Disqualified from contesting polls and forced to operate in exile, Cambodia’s main opposition party has rejected nationwide elections Sunday that cemented the rule of Asia’s longest-serving leader for another five years.
Viewed as unfree and unfair by most international observers, the polls bestowed a sweeping mandate to Prime Minister Hun Sen’s Cambodian People’s Party (CPP), which claims to have won every single seat in the national parliament.
But the vote was orchestrated to ensure such an outcome, Hun Sen’s critics say; his only credible challenger, the Cambodia National Rescue Party (CNRP), was banned last November after its President, Kem Sokha, was imprisoned on treason charges. The popular pro-democracy figure was accused of collaborating with the U.S. to overthrow the government.

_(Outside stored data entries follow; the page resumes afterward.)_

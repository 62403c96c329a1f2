//! Configuration file parsing.
//!
//! Parses individual `.sift.toml` files into intermediate `RawConfig` structures
//! that preserve the optional nature of all fields before merging.

use std::{fs, path::Path};

use serde::Deserialize;
use serde_with::{OneOrMany, serde_as};
#[cfg(test)]
use toml::de::Error as TomlError;

use crate::ConfigError;

/// Raw configuration as parsed directly from a TOML file.
///
/// All fields are optional to support partial configs that will be merged.
#[derive(Debug, Clone, Default, Deserialize)]
#[serde(default)]
pub struct RawConfig {
    /// When true, stop discovery here and ignore parent and global configs.
    pub root: Option<bool>,
    /// `[time]` section.
    pub time: Option<RawTimeSettings>,
    /// `[text]` section.
    pub text: Option<RawTextSettings>,
    /// `[report]` section.
    pub report: Option<RawReportSettings>,
    /// `[entity]` section.
    pub entity: Option<RawEntitySettings>,
    /// `[normalize]` section.
    pub normalize: Option<RawNormalizeSettings>,
    /// `[keywords]` section.
    pub keywords: Option<RawKeywordSettings>,
}

/// Raw timestamp settings.
#[derive(Debug, Clone, Default, Deserialize)]
#[serde(default)]
pub struct RawTimeSettings {
    /// Timestamp column.
    pub column: Option<String>,
    /// strftime format.
    pub format: Option<String>,
    /// Bucket width token.
    pub period: Option<String>,
}

/// Raw text settings.
#[derive(Debug, Clone, Default, Deserialize)]
#[serde(default)]
pub struct RawTextSettings {
    /// Free-text column.
    pub column: Option<String>,
}

/// Raw report settings.
#[derive(Debug, Clone, Default, Deserialize)]
#[serde(default)]
pub struct RawReportSettings {
    /// Rows per top-N block.
    pub top_n: Option<usize>,
    /// Percentage column toggle.
    pub percentage: Option<bool>,
    /// Category sort token.
    pub sort: Option<String>,
}

/// Raw entity settings.
#[derive(Debug, Clone, Default, Deserialize)]
#[serde(default)]
pub struct RawEntitySettings {
    /// Domain marker substring.
    pub marker: Option<String>,
    /// Derived identifier column.
    pub column: Option<String>,
    /// Row selection column.
    pub filter_column: Option<String>,
    /// Row selection value.
    pub filter_value: Option<String>,
    /// URL column.
    pub url_column: Option<String>,
}

/// Raw normalization settings.
#[derive(Debug, Clone, Default, Deserialize)]
#[serde(default)]
pub struct RawNormalizeSettings {
    /// Loanword table path, relative to the config file's directory.
    pub loanwords: Option<String>,
    /// Copies kept of a collapsed run.
    pub repeats: Option<usize>,
}

/// Raw default keyword filter.
#[serde_as]
#[derive(Debug, Clone, Default, Deserialize)]
#[serde(default)]
pub struct RawKeywordSettings {
    /// Combinator token.
    pub logic: Option<String>,
    /// Included keywords; a single string or an array.
    #[serde_as(as = "Option<OneOrMany<_>>")]
    pub include: Option<Vec<String>>,
    /// Excluded keywords; a single string or an array.
    #[serde_as(as = "Option<OneOrMany<_>>")]
    pub exclude: Option<Vec<String>>,
}

/// Parses a configuration file from disk.
pub fn parse_config_file(path: &Path) -> Result<RawConfig, ConfigError> {
    let contents = fs::read_to_string(path).map_err(|source| ConfigError::ReadFile {
        path: path.to_path_buf(),
        source,
    })?;

    parse_config_str(&contents, path)
}

/// Parses configuration from a TOML string.
///
/// The `path` parameter is used for error reporting.
pub fn parse_config_str(contents: &str, path: &Path) -> Result<RawConfig, ConfigError> {
    toml::from_str(contents).map_err(|source| ConfigError::ParseToml {
        path: path.to_path_buf(),
        source,
    })
}

/// Parses configuration from a TOML string without path context.
#[cfg(test)]
pub fn parse_config(contents: &str) -> Result<RawConfig, TomlError> {
    toml::from_str(contents)
}

/// Checks if a config file has `root = true` set.
///
/// Returns false if the file cannot be read or parsed.
pub fn is_root_config(path: &Path) -> bool {
    let Ok(contents) = fs::read_to_string(path) else {
        return false;
    };
    let Ok(config) = toml::from_str::<RawConfig>(&contents) else {
        return false;
    };
    config.root == Some(true)
}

What’s left of the opposition, now living abroad, said both the vote and Hun Sen’s government were “illegitimate,” calling for new polls. The U.S. and Europe both withdrew financial support for the polls, which had been provided in the past, over concerns about their credibility.
“29 July 2018 marked the death of democracy in Cambodia,” Mu Sochua, vice-president of the CNRP, said at a press conference Monday in Jakarta, calling the election a “costly electoral circus.”
“What happened yesterday can barely qualify as an election,” Kem Monovithya, the CNRP’s deputy director of public affairs and Kem Sokha’s daughter, tells TIME from Jakarta. “In the past, you had irregularities, you had problems here and there, but you still had the opposition, you still had the media, you still had credible observers.”
The months leading up to the election were marked with a brazen crackdown on the independent media and free speech. Access to independent media sites including Voice of America and Radio Free Asia were blocked just before the polls under a new order banning web content “considered as incitement.”
Ruling party officials have been accused of threatening to withhold basic services from constituents if they boycotted the vote, as the opposition had called for. Five former CNRP officials were fined $2,500 for supporting the “clean finger” campaign, a reference to the indelible ink used to mark voters.
The full fallout of the election is yet to materialize. Last week, the U.S. House of Representatives passed the Cambodia Democracy Act, calling for sanctions against 17 high-ranking members of the Cambodian government, including Hun Sen and two of his children.
In a statement, the White House called the “flawed” election “the most significant setback yet” for democracy in Cambodia’s modern history. “We are profoundly disappointed in the government’s choice to disenfranchise millions of voters, who are rightly proud of their country’s development over the past 25 years.”
The E.U. is also re-evaluating Cambodia’s compliance under the bloc’s duty-free trade scheme.
Read more: ‘You Cannot Speak as You Wish.’ Dissenting Voices Stifled Ahead of Cambodia’s Contentious Election
“This is a huge victory for us,” ruling party spokesperson Sok Eysan told Agence France-Presse as the early projections were made late Sunday. The CPP first claimed it had captured 80% of the vote, before telling Reuters on Monday it won all 125 seats in Cambodia’s National Assembly. Official results are not due until next month.
The opposition has rejected the CPP’s victory as illegitimate, and says it will rally international support for a new poll. “We are not going to accept five more years of Hun Sen’s rule,” says Kem Monovithya. “You cannot live in fear; that’s the message that Cambodian people need to hear.”
Some voters quietly expressed displeasure. While the government-aligned National Election Committee calculated turnout at 82%, a modest decline from 2017, an analysis by Asia Times estimated as many as 8.6% of ballots were spoiled in protest, including 14.5% of those cast in the capital, Phnom Penh.